**Task item:**
Check every line of the data below for the word "total". Copy the ones that have it.

**Provided data:**
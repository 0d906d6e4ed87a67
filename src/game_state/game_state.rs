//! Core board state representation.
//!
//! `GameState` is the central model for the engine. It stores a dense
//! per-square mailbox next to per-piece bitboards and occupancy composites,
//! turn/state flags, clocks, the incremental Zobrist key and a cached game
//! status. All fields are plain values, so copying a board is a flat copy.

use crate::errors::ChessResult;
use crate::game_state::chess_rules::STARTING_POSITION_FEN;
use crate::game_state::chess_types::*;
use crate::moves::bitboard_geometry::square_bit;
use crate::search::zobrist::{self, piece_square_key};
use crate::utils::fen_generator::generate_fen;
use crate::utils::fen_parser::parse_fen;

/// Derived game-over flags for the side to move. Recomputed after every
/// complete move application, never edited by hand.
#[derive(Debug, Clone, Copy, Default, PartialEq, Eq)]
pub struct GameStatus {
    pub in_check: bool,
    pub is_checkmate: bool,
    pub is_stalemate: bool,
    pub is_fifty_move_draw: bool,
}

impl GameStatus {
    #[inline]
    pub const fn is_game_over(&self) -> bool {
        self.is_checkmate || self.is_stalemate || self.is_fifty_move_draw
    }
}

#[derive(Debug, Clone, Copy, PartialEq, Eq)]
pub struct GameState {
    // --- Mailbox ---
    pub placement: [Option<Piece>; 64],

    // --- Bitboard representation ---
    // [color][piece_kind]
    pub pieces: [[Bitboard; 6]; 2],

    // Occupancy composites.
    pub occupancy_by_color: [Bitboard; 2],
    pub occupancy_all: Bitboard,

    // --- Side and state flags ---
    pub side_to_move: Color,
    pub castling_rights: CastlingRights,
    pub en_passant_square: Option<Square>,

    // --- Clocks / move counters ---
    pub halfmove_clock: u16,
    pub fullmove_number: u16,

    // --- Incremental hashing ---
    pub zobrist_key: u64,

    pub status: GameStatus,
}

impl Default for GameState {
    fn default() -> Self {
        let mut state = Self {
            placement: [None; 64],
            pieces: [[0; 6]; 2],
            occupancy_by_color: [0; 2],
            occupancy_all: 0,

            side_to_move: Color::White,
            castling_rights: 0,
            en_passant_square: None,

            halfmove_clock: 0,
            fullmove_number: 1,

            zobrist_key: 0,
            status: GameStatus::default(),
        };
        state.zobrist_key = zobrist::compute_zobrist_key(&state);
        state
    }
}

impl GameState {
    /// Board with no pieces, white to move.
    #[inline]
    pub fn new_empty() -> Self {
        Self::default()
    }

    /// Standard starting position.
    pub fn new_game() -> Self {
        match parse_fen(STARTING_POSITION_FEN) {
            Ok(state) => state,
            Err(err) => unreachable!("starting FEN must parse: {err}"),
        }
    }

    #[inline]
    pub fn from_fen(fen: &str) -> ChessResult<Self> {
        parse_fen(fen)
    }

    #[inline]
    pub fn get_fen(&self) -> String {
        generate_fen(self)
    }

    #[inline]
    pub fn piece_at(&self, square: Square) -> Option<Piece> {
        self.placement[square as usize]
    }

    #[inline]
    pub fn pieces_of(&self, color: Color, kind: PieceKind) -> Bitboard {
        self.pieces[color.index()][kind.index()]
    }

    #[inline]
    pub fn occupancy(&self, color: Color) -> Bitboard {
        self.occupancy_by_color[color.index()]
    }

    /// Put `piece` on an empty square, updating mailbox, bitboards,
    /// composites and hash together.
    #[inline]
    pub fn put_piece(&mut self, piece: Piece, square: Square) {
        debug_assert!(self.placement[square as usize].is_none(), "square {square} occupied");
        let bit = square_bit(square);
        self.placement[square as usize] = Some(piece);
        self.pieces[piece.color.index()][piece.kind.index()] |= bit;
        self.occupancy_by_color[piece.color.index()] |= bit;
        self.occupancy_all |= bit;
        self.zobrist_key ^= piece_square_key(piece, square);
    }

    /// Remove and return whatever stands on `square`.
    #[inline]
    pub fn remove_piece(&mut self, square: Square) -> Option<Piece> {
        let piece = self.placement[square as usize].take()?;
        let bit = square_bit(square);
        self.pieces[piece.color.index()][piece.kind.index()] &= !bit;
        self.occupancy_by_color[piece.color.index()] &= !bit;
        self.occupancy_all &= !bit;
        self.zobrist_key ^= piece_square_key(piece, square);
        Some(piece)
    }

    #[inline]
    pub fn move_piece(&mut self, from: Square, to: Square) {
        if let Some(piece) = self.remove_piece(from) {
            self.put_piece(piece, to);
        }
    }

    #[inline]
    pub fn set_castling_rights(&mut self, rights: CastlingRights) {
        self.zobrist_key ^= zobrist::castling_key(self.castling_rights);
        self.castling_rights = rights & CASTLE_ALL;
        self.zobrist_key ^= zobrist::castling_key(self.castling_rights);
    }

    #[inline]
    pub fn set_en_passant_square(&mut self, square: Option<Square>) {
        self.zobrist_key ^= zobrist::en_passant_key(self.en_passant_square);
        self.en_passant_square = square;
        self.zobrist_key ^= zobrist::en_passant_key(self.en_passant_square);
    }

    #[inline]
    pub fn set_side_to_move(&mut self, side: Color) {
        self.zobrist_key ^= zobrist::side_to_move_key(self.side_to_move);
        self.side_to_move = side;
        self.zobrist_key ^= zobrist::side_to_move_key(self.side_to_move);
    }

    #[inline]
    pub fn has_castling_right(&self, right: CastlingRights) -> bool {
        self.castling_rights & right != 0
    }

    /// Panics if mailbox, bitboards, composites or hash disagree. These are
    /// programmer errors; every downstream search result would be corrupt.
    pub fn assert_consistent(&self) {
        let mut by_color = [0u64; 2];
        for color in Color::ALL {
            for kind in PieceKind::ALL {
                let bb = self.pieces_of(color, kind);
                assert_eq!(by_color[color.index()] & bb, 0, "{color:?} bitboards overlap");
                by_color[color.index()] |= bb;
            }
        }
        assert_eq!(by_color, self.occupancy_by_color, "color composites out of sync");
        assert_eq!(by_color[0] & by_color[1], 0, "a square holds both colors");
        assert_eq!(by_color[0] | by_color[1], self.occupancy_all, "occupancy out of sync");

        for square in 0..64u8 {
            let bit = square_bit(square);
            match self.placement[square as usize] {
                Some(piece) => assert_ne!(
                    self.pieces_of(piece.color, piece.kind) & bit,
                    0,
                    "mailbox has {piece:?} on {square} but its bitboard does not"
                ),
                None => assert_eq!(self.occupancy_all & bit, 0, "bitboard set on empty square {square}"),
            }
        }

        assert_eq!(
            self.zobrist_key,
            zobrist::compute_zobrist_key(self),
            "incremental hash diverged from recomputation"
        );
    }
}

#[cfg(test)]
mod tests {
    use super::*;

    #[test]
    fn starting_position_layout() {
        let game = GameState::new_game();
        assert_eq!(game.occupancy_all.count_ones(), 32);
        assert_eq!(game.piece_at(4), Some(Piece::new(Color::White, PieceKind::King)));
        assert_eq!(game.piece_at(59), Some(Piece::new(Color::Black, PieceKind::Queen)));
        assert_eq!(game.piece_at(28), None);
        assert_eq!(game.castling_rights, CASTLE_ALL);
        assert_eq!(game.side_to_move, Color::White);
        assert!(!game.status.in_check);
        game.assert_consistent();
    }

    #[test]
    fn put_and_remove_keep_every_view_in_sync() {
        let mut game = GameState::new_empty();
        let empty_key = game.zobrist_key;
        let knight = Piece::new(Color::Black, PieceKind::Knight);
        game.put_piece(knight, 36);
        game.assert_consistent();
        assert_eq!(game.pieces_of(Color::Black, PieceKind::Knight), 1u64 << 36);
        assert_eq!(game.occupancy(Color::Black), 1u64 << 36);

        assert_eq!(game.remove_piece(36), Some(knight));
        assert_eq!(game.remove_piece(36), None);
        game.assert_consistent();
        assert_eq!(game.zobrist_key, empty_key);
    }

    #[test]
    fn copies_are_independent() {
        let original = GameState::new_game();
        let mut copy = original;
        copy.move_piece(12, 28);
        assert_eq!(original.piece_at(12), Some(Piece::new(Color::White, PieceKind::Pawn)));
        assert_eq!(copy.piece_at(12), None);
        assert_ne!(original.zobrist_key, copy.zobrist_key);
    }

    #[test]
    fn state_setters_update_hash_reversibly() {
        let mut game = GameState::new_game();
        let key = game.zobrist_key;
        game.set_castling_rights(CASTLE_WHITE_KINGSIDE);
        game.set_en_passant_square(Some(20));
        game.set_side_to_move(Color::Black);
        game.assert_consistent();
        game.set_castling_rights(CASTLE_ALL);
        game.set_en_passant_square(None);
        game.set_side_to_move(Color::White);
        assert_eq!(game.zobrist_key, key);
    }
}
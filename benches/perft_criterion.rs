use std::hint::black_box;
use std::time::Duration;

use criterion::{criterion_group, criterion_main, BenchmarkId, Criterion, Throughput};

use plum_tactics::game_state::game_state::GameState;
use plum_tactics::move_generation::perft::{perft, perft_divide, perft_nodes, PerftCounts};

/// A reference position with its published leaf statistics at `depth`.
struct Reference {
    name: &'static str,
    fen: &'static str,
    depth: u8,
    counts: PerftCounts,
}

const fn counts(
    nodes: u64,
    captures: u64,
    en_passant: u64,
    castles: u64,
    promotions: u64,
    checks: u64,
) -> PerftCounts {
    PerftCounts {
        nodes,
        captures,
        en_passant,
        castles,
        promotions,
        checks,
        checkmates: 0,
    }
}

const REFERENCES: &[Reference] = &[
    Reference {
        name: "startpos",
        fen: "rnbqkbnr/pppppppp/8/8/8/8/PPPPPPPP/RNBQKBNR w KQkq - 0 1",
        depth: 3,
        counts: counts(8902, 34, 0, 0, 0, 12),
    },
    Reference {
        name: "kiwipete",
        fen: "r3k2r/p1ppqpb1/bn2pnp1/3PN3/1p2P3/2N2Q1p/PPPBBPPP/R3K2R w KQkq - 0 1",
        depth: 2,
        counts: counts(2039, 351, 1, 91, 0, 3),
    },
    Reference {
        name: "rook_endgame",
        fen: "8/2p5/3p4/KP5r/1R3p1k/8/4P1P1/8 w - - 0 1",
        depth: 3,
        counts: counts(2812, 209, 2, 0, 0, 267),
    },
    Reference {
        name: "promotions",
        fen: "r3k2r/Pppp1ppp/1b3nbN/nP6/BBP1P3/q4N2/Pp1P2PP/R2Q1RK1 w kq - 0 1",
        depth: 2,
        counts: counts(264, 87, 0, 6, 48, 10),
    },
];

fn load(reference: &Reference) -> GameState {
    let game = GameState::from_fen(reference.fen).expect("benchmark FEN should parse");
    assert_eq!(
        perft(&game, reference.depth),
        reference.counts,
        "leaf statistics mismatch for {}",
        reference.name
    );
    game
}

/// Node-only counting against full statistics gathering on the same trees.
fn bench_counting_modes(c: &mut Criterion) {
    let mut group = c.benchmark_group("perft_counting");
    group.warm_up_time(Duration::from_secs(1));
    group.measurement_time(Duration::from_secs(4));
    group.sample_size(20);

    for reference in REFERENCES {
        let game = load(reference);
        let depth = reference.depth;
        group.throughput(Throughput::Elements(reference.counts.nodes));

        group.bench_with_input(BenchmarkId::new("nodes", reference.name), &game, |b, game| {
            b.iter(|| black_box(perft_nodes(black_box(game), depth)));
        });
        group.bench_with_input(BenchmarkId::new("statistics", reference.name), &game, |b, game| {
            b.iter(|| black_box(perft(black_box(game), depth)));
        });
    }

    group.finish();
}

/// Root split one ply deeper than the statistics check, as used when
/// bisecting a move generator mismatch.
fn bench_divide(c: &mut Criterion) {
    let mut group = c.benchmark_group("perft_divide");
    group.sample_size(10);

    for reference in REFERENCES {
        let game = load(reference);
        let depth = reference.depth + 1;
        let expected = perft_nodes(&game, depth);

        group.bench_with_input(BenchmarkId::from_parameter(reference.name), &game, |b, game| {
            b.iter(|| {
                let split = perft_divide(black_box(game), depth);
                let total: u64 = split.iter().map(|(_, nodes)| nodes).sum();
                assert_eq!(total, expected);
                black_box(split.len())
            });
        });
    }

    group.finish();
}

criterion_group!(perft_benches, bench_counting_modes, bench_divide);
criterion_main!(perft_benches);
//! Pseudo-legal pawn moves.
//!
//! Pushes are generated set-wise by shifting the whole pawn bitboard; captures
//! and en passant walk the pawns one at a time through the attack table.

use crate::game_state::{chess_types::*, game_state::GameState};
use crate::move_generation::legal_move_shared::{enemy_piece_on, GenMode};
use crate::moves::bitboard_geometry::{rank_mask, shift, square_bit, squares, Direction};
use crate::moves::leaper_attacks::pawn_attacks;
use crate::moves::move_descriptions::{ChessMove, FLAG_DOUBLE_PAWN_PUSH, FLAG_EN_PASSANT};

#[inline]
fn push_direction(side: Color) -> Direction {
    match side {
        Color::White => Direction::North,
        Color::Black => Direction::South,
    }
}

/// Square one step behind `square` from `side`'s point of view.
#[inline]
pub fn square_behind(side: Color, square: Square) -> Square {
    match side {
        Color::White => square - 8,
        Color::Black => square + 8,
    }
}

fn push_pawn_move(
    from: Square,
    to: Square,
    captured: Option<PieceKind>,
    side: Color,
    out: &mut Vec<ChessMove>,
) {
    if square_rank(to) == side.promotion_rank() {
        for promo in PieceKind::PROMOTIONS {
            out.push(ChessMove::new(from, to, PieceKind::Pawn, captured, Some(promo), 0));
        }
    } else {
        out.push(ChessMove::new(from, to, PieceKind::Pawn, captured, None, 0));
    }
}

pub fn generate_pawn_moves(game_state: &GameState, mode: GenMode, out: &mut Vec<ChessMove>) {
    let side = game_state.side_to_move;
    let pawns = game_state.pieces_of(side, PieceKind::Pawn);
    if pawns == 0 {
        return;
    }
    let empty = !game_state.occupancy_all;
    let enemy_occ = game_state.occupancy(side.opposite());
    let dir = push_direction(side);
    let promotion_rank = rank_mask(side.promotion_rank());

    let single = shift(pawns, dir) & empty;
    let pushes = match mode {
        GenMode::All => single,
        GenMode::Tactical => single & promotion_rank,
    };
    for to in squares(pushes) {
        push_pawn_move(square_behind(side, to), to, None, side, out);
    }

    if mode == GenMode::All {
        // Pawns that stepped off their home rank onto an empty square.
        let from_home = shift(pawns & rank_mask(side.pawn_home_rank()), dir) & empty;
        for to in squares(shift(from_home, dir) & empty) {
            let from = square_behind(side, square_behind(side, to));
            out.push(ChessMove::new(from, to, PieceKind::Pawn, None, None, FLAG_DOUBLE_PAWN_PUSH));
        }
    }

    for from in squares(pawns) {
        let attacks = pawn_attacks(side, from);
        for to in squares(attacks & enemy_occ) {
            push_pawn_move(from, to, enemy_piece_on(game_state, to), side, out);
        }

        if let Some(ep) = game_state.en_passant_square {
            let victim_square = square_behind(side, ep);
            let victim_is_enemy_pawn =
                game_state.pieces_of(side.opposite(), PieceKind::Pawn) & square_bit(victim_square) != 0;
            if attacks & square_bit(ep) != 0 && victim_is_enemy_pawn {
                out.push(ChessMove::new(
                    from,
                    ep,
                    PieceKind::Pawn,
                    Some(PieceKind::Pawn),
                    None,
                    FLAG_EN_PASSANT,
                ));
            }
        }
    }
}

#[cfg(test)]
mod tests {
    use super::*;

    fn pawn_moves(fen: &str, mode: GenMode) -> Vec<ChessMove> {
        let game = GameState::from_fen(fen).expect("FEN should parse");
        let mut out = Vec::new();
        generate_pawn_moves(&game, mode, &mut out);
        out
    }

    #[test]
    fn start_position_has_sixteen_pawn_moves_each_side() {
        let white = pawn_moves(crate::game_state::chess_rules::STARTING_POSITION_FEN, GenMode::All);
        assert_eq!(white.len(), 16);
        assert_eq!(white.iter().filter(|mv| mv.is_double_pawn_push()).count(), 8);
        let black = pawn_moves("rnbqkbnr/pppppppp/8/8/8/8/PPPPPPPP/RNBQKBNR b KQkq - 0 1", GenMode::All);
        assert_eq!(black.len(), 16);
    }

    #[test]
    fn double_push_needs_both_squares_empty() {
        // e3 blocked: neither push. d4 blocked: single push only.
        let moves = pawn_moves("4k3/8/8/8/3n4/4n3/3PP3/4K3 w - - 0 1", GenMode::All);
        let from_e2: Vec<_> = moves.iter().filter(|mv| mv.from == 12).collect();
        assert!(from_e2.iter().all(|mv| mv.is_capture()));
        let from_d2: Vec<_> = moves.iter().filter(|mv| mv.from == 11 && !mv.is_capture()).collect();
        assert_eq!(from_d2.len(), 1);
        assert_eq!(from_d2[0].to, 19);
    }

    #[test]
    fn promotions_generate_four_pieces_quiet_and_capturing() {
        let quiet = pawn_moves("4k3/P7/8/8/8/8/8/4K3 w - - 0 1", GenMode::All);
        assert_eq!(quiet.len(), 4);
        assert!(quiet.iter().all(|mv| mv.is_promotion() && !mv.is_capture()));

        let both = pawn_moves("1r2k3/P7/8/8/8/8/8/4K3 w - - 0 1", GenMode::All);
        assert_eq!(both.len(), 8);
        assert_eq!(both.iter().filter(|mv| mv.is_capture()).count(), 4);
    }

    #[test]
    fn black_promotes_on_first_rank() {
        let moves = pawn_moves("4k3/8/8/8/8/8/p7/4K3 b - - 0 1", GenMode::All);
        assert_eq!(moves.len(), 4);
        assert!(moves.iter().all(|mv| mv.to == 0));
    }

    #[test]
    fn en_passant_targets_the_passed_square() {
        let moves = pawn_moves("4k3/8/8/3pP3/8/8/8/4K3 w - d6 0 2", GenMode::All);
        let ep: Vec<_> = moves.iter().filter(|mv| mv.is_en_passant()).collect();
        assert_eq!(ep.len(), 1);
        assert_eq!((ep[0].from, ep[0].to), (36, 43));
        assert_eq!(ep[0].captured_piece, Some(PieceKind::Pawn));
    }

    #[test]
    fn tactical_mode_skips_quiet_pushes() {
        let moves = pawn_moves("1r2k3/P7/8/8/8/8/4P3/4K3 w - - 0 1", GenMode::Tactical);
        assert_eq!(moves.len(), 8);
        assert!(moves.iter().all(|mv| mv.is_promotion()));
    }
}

**Result below:**
                let total: u64 = split.iter().map(|(_, nodes)| nodes).sum();
                assert_eq!(total, expected);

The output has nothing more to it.